One striking measure of health benefit is the factor of who lives longer. Studies of "mortality" - or the rate of death over a certain period of time in study populations - clearly points out prevention or benefit.

We will look at three epidemiological studies that examine the relationship of religious commitment with death rates or mortality.

As a result of what was discussed earlier ... what particular measures of religion are employed when examining the relationship of religious commitment to physical health? What measure do you think was most often used in less-recent studies?

Examining the Research

A case controlled study of an elderly population living in the vicinity of New Haven, Connecticut, was followed during two years. In a case control research design, subjects are selected according to certain criteria was assessed using three measures:

1) frequency of attendance at religious service
2) how religious one views oneself
3) how inportant religion is as personal source of strength

In this study age, marital status, education, income, race, gender, the person's health and previous hospitalizations were all controlled for. 

Outcomes

After two years of follow-up, the less religious had mortality levels twice those of the more religious.

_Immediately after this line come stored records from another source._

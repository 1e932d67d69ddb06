//! In-process store.

use std::collections::HashMap;
use std::sync::{Arc, Mutex, PoisonError};

use super::{KeyValueStore, StorageError};

/// Store backed by a shared in-memory map.
///
/// Clones share the same map, so a clone can observe what another writer
/// persisted.
#[derive(Debug, Clone, Default)]
pub struct MemoryStore {
    entries: Arc<Mutex<HashMap<String, String>>>,
}

impl MemoryStore {
    #[must_use]
    pub fn new() -> Self {
        Self::default()
    }

    fn entries(&self) -> std::sync::MutexGuard<'_, HashMap<String, String>> {
        self.entries.lock().unwrap_or_else(PoisonError::into_inner)
    }
}

impl KeyValueStore for MemoryStore {
    async fn get(&self, key: &str) -> Result<Option<String>, StorageError> {
        Ok(self.entries().get(key).cloned())
    }

    async fn set(&self, key: &str, value: String) -> Result<(), StorageError> {
        self.entries().insert(key.to_string(), value);
        Ok(())
    }

    async fn remove(&self, key: &str) -> Result<(), StorageError> {
        self.entries().remove(key);
        Ok(())
    }
}
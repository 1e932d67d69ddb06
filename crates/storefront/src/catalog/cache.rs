//! Cache for catalog product responses.

use std::time::Duration;

use moka::future::Cache;
use rocketshoes_core::{Product, ProductId};

const MAX_CACHED_PRODUCTS: u64 = 1000;

/// Product details keyed by ID.
pub type ProductCache = Cache<ProductId, Product>;

/// Build a product cache whose entries expire after `ttl`.
pub fn product_cache(ttl: Duration) -> ProductCache {
    Cache::builder()
        .max_capacity(MAX_CACHED_PRODUCTS)
        .time_to_live(ttl)
        .build()
}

Examining Further Mortality Research

In an 8 to 10 year follow-up of 2700 persons participating in an epidemiological community health study in Tecumseh, social factors were analyzed to see which might effectively reduce mortality rates. It revealed only one for women once the other appropriate risk factors were controlled for. That factor was increased church attendance. In this study, church attendance was not found to be protective for men; it was protective for women.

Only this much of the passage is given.